“Escuchen otra parábola: Un hombre poseía una tierra y allí plantó una viña, la cercó, cavó un lagar y construyó una torre de vigilancia. Después la arrendó a unos viñadores y se fue al extranjero. Cuando llegó el tiempo de la vendimia, envió a sus servidores para percibir los frutos. Pero los viñadores se apoderaron de ellos, y a uno lo golpearon, a otro lo mataron y al tercero lo apedrearon. El propietario volvió a enviar a otros servidores, en mayor número que los primeros, pero los trataron de la misma manera. Finalmente, les envió a su propio hijo, pensando: “Respetarán a mi hijo”. Pero, al verlo, los viñadores se dijeron: “Este es el heredero: vamos a matarlo para quedarnos con su herencia”. Y apoderándose de él, lo arrojaron fuera de la viña y lo mataron. Cuando vuelve el dueño, ¿qué les parece que hará con aquellos viñadores?». Le respondieron: «Acabará con esos miserables y arrendará la viña a otros, que le entregarán el fruto a su debido tiempo». Jesús agregó: «¿No han leído nunca en las Escrituras: “La piedra que los constructores rechazaron ha llegado a ser la piedra angular: esta es la obra del Señor, admirable a nuestros ojos”? Por eso les digo que el Reino de Dios les será quitado a ustedes, para ser entregado a un pueblo que le hará producir sus frutos». [El que caiga sobre esta piedra quedará destrozado, y aquel sobre quien caiga será aplastado]. Los sumos sacerdotes y los fariseos, al oír estas parábolas, comprendieron que se refería a ellos.
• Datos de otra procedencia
use shared::{
    CreateGrowthRecordRequest, GrowthRecord as SharedGrowthRecord, GrowthRecordEntry,
    GrowthRecordListResponse, GrowthRecordResponse, MilestonesResponse,
};

use crate::domain::commands::growth::{AddGrowthRecordCommand, AnalyzedGrowthRecord, ChildMilestones};
use crate::domain::dates::format_iso_date;
use crate::domain::models::GrowthRecord as DomainGrowthRecord;

pub struct GrowthMapper;

impl GrowthMapper {
    pub fn to_dto(domain: DomainGrowthRecord) -> SharedGrowthRecord {
        SharedGrowthRecord {
            id: domain.id,
            child_id: domain.child_id,
            date: format_iso_date(domain.date),
            age_months: domain.age_months,
            weight: domain.weight,
            height: domain.height,
            head_circumference: domain.head_circumference,
        }
    }

    pub fn to_add_command(child_id: String, request: CreateGrowthRecordRequest) -> AddGrowthRecordCommand {
        AddGrowthRecordCommand {
            child_id,
            date: request.date,
            weight: request.weight,
            height: request.height,
            head_circumference: request.head_circumference,
        }
    }

    pub fn to_entry_dto(domain: AnalyzedGrowthRecord) -> GrowthRecordEntry {
        GrowthRecordEntry {
            record: Self::to_dto(domain.record),
            analysis: domain.analysis,
        }
    }

    pub fn to_list_dto(child_id: String, domain: Vec<AnalyzedGrowthRecord>) -> GrowthRecordListResponse {
        GrowthRecordListResponse {
            child_id,
            records: domain.into_iter().map(Self::to_entry_dto).collect(),
        }
    }

    pub fn to_record_response_dto(domain: AnalyzedGrowthRecord) -> GrowthRecordResponse {
        GrowthRecordResponse {
            entry: Self::to_entry_dto(domain),
            success_message: "Medição salva com sucesso".to_string(),
        }
    }

    pub fn to_milestones_dto(domain: ChildMilestones) -> MilestonesResponse {
        MilestonesResponse {
            child_id: domain.child.id,
            age_months: domain.age_months,
            milestones: domain.milestones,
        }
    }
}
use anyhow::Result;
use log::debug;
use shared::UserPhase;

use crate::storage::kv::{KvConnection, PreferenceRepository};
use crate::storage::traits::PreferenceStorage;

/// Tracks which tracker the user selected on the landing screen
#[derive(Clone)]
pub struct PhaseService {
    preference_repository: PreferenceRepository,
}

impl PhaseService {
    pub fn new(connection: &KvConnection) -> Self {
        Self {
            preference_repository: connection.create_preference_repository(),
        }
    }

    pub fn get_phase(&self) -> Option<UserPhase> {
        let phase = self.preference_repository.get_phase();
        debug!("Current phase: {:?}", phase);
        phase
    }

    pub fn set_phase(&self, phase: UserPhase) -> Result<UserPhase> {
        self.preference_repository.store_phase(phase)?;
        Ok(phase)
    }

    /// Return to the landing screen
    pub fn clear_phase(&self) -> Result<()> {
        self.preference_repository.clear_phase()
    }
}

#[cfg(test)]
mod tests {
    use super::*;

    #[test]
    fn test_phase_lifecycle() {
        let connection = KvConnection::in_memory();
        let service = PhaseService::new(&connection);
        assert_eq!(service.get_phase(), None);

        service.set_phase(UserPhase::Cycle).unwrap();
        assert_eq!(service.get_phase(), Some(UserPhase::Cycle));

        service.set_phase(UserPhase::Postpartum).unwrap();
        assert_eq!(service.get_phase(), Some(UserPhase::Postpartum));

        service.clear_phase().unwrap();
        assert_eq!(service.get_phase(), None);
    }
}
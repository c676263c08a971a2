use chrono::NaiveDate;
use serde::{Deserialize, Serialize};

use crate::domain::dates::add_weeks;

/// Full-term gestation in weeks
pub const FULL_TERM_WEEKS: u32 = 40;

#[derive(Debug, Clone, PartialEq, Serialize, Deserialize)]
#[serde(rename_all = "camelCase")]
pub struct PregnancyRecord {
    pub last_period_date: NaiveDate,
    /// Stored alongside the LMP; always `last_period_date + 40 weeks` when saved
    pub due_date: NaiveDate,
}

impl PregnancyRecord {
    pub fn from_last_period(last_period_date: NaiveDate) -> Self {
        Self {
            last_period_date,
            due_date: add_weeks(last_period_date, FULL_TERM_WEEKS as i64),
        }
    }
}
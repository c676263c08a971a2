//! Menstrual cycle predictions.
//!
//! All predictions are derived from the stored [`CycleRecord`] and an explicit
//! `today`; nothing is cached between calls. The luteal phase is fixed at 14
//! days, so ovulation always falls `cycle_length - 14` days after the last
//! period started.

use chrono::NaiveDate;
use shared::{Countdown, CyclePhase};

use crate::domain::dates::{add_days, countdown, days_between};
use crate::domain::models::CycleRecord;

/// Days from ovulation to the next period
pub const LUTEAL_PHASE_DAYS: i64 = 14;

const FERTILE_DAYS_BEFORE_OVULATION: i64 = 5;
const FERTILE_DAYS_AFTER_OVULATION: i64 = 1;

// Absolute day numbers, independent of the cycle length
const FOLLICULAR_LAST_DAY: u32 = 13;
const OVULATORY_LAST_DAY: u32 = 16;

/// Inclusive range of days with the highest chance of conception
#[derive(Debug, Clone, Copy, PartialEq, Eq)]
pub struct FertileWindow {
    pub start: NaiveDate,
    pub end: NaiveDate,
}

/// Everything the cycle overview shows for a given day
#[derive(Debug, Clone, PartialEq)]
pub struct CyclePrediction {
    pub day_in_cycle: u32,
    pub current_phase: CyclePhase,
    pub ovulation_date: NaiveDate,
    pub ovulation_countdown: Countdown,
    pub fertile_window: FertileWindow,
    pub next_period_date: NaiveDate,
    pub next_period_countdown: Countdown,
}

pub fn ovulation_date(record: &CycleRecord) -> NaiveDate {
    add_days(
        record.last_period_date,
        record.cycle_length as i64 - LUTEAL_PHASE_DAYS,
    )
}

pub fn fertile_window(record: &CycleRecord) -> FertileWindow {
    let ovulation = ovulation_date(record);
    FertileWindow {
        start: add_days(ovulation, -FERTILE_DAYS_BEFORE_OVULATION),
        end: add_days(ovulation, FERTILE_DAYS_AFTER_OVULATION),
    }
}

pub fn next_period_date(record: &CycleRecord) -> NaiveDate {
    add_days(record.last_period_date, record.cycle_length as i64)
}

/// Position of `today` within the repeating cycle, starting at 0 on the first
/// day of each period
pub fn day_in_cycle(record: &CycleRecord, today: NaiveDate) -> u32 {
    let elapsed = days_between(record.last_period_date, today);
    (elapsed % record.cycle_length.max(1) as i64) as u32
}

/// Phase for `today`.
///
/// The follicular and ovulatory cut-offs are fixed day numbers, so for long
/// cycles the predicted ovulation date can fall inside what this reports as
/// the luteal phase.
pub fn current_phase(record: &CycleRecord, today: NaiveDate) -> CyclePhase {
    let day = day_in_cycle(record, today);
    if day <= record.period_length {
        CyclePhase::Menstrual
    } else if day <= FOLLICULAR_LAST_DAY {
        CyclePhase::Follicular
    } else if day <= OVULATORY_LAST_DAY {
        CyclePhase::Ovulatory
    } else {
        CyclePhase::Luteal
    }
}

pub fn predict(record: &CycleRecord, today: NaiveDate) -> CyclePrediction {
    let ovulation = ovulation_date(record);
    let next_period = next_period_date(record);
    CyclePrediction {
        day_in_cycle: day_in_cycle(record, today),
        current_phase: current_phase(record, today),
        ovulation_date: ovulation,
        ovulation_countdown: countdown(today, ovulation),
        fertile_window: fertile_window(record),
        next_period_date: next_period,
        next_period_countdown: countdown(today, next_period),
    }
}

#[cfg(test)]
mod tests {
    use super::*;
    use crate::domain::models::cycle::{MAX_CYCLE_LENGTH, MIN_CYCLE_LENGTH};

    fn date(y: i32, m: u32, d: u32) -> NaiveDate {
        NaiveDate::from_ymd_opt(y, m, d).unwrap()
    }

    fn record(cycle_length: u32, period_length: u32) -> CycleRecord {
        CycleRecord::new(date(2024, 1, 1), cycle_length, period_length).unwrap()
    }

    #[test]
    fn test_standard_cycle_predictions() {
        let record = record(28, 5);

        assert_eq!(ovulation_date(&record), date(2024, 1, 15));
        assert_eq!(
            fertile_window(&record),
            FertileWindow {
                start: date(2024, 1, 10),
                end: date(2024, 1, 16),
            }
        );
        assert_eq!(next_period_date(&record), date(2024, 1, 29));
    }

    #[test]
    fn test_ovulation_offset_for_every_cycle_length() {
        for cycle_length in MIN_CYCLE_LENGTH..=MAX_CYCLE_LENGTH {
            let record = record(cycle_length, 5);
            let ovulation = ovulation_date(&record);
            assert_eq!(
                (ovulation - record.last_period_date).num_days(),
                cycle_length as i64 - 14
            );

            let window = fertile_window(&record);
            assert_eq!((window.end - window.start).num_days(), 6);
            assert!(window.start < ovulation && ovulation < window.end);
        }
    }

    #[test]
    fn test_phase_boundaries() {
        let record = record(28, 5);
        let phase_on = |day: i64| current_phase(&record, add_days(date(2024, 1, 1), day));

        assert_eq!(phase_on(0), CyclePhase::Menstrual);
        assert_eq!(phase_on(5), CyclePhase::Menstrual);
        assert_eq!(phase_on(6), CyclePhase::Follicular);
        assert_eq!(phase_on(13), CyclePhase::Follicular);
        assert_eq!(phase_on(14), CyclePhase::Ovulatory);
        assert_eq!(phase_on(16), CyclePhase::Ovulatory);
        assert_eq!(phase_on(17), CyclePhase::Luteal);
        assert_eq!(phase_on(27), CyclePhase::Luteal);
        // Wraps into the next cycle
        assert_eq!(phase_on(28), CyclePhase::Menstrual);
        assert_eq!(phase_on(34), CyclePhase::Follicular);
    }

    #[test]
    fn test_predictions_near_date_range_limit() {
        let record = CycleRecord::new(add_days(NaiveDate::MAX, -3), 35, 5).unwrap();
        let prediction = predict(&record, date(2024, 1, 1));

        assert_eq!(prediction.ovulation_date, NaiveDate::MAX);
        assert_eq!(prediction.next_period_date, NaiveDate::MAX);
        assert_eq!(prediction.fertile_window.end, NaiveDate::MAX);
        assert!(matches!(prediction.ovulation_countdown, Countdown::Remaining { .. }));
    }

    #[test]
    fn test_long_cycle_ovulation_reported_as_luteal() {
        let record = record(35, 5);
        let ovulation = ovulation_date(&record);
        assert_eq!(day_in_cycle(&record, ovulation), 21);
        assert_eq!(current_phase(&record, ovulation), CyclePhase::Luteal);
    }

    #[test]
    fn test_day_in_cycle_before_last_period_uses_distance() {
        let record = record(28, 5);
        assert_eq!(day_in_cycle(&record, date(2023, 12, 29)), 3);
    }

    #[test]
    fn test_predict_countdowns() {
        let record = record(28, 5);

        let early = predict(&record, date(2024, 1, 3));
        assert_eq!(early.day_in_cycle, 2);
        assert_eq!(early.ovulation_countdown, Countdown::Remaining { days: 12 });
        assert_eq!(early.next_period_countdown, Countdown::Remaining { days: 26 });

        let on_ovulation = predict(&record, date(2024, 1, 15));
        assert_eq!(on_ovulation.ovulation_countdown, Countdown::Passed);
        assert_eq!(on_ovulation.current_phase, CyclePhase::Ovulatory);

        let late = predict(&record, date(2024, 2, 10));
        assert_eq!(late.ovulation_countdown, Countdown::Passed);
        assert_eq!(late.next_period_countdown, Countdown::Passed);
    }
}
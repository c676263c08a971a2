use chrono::NaiveDate;
use serde::{Deserialize, Serialize};
use uuid::Uuid;

/// One measurement of a child. Never mutated after creation.
#[derive(Debug, Clone, PartialEq, Serialize, Deserialize)]
#[serde(rename_all = "camelCase")]
pub struct GrowthRecord {
    pub id: String,
    pub child_id: String,
    pub date: NaiveDate,
    /// Derived from the child's birth date when the record is saved
    pub age_months: u32,
    /// Kilograms
    pub weight: f64,
    /// Centimeters
    pub height: f64,
    /// Centimeters; recorded for display only
    pub head_circumference: f64,
}

impl GrowthRecord {
    pub fn generate_id() -> String {
        format!("growth::{}", Uuid::new_v4().simple())
    }
}
//! # REST API for the selected life phase

use axum::{
    extract::State,
    http::StatusCode,
    response::{IntoResponse, Json},
};
use log::info;
use shared::{PhaseResponse, SetPhaseRequest};

use super::blocking::run_blocking;
use super::errors::error_response;
use crate::AppState;

pub async fn get_phase(State(state): State<AppState>) -> impl IntoResponse {
    info!("GET /api/phase");

    let service = state.phase_service.clone();
    match run_blocking(move || Ok(service.get_phase())).await {
        Ok(phase) => (StatusCode::OK, Json(PhaseResponse { phase })).into_response(),
        Err(e) => error_response("load phase", e),
    }
}

pub async fn set_phase(
    State(state): State<AppState>,
    Json(request): Json<SetPhaseRequest>,
) -> impl IntoResponse {
    info!("PUT /api/phase - request: {:?}", request);

    let service = state.phase_service.clone();
    match run_blocking(move || service.set_phase(request.phase)).await {
        Ok(phase) => (StatusCode::OK, Json(PhaseResponse { phase: Some(phase) })).into_response(),
        Err(e) => error_response("save phase", e),
    }
}

/// Forget the selection so the phase picker is shown again
pub async fn clear_phase(State(state): State<AppState>) -> impl IntoResponse {
    info!("DELETE /api/phase");

    let service = state.phase_service.clone();
    match run_blocking(move || service.clear_phase()).await {
        Ok(()) => StatusCode::NO_CONTENT.into_response(),
        Err(e) => error_response("clear phase", e),
    }
}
Entonces buscaron el modo de detenerlo, pero temían a la multitud, que lo consideraba un profeta.
Mt. 21, 33 –46
Tanto en la primera pascua judía , de la mano de Moisés, como en la segunda pascua, de la mano de Jesús, el acontecer liberador y redentor termina por configurar un entramado de lazos que constituyen vida en común en Dios, creando un pueblo en Dios. El primer pueblo de Dios, bajo el signo de la primera pascua liberadora en Egipto, bajo el yugo del faraón; el segundo pueblo de Dios, bajo la acción liberadora del pecado y de la muerte como consecuencia más terrible, por mano de Jesús que, entregando su vida como Hijo de Dios, termina desde el amor con este flagelo humanitario y del cosmos todo.
Tenemos entonces el antiguo pueblo de Dios, nacido de la primera pascua con Moisés como líder; y el nuevo pueblo de Dios, constituido por Cristo, la piedra angular. Si vos contemplás tu historia de salvación, desde tu pascua, vas a poder notar que el paso de Dios en tu vida te hizo pueblo en Dios. Te ocurrió mientras le ocurría a otros, con quienes Dios te quería caminando junto a ellos. No es una acción individual, sin dejar de ser personalizante, sino que es una experiencia comunitaria, que presupone una relación de alteridad. ¿Quiénes son aquéllos con los que te hacés pueblo, cuál es tu comunidad, quienes son los que caminan junto a vos, esa porción del pueblo que es tu comunidad. En el camino de salvación nos salvamos con otros. Dios es comunidad, Trinitario, y actúa siempre en clave comunitaria. Cuando ha habido un encuentro verdadero y genuino revelador de vida, la persona busca lazos comunitarios para encontrarse con los demás.
El salmista clama existencialmente: muéstrame tu rostro. Y Dios le contesta: pueblo es mi rostro, vida en familia son mis rasgos característicos. Ése es el rostro de Dios, del que el mundo tiene hambre. Hambre de fraternidad, rasgos y capacidad de ser uno con los demás. En la vida comunitaria, ¿qué rasgos del Dios vivo proclamamos? Tal vez la solidaridad, la comunión en vínculos de amistad y de amor, el compartir en sencillez; la alegría, la unidad de corazones, la concordia, es decir los corazones en una misma sintonía. Todo eso es lo que debemos desarrollar cada vez más para mostrar al mundo y para vivir la plenitud de la vida y el paraíso ya en la tierra.
Es posible vivir el cielo en forma anticipada. De hecho, Jesús mismo lo dijo: el Reino ya está entre ustedes. Y ¿cómo se diferencia el cielo de aquellos otros lugares que nosotros denominamos infierno, donde la vida nos resulta demasiado pesada en su dolor? No es que el dolor desaparece cuando vivimos el cielo en la tierra. Está presente, pero lo llevamos de una manera diferente, viviendo la vida con gozo y alegría en Dios.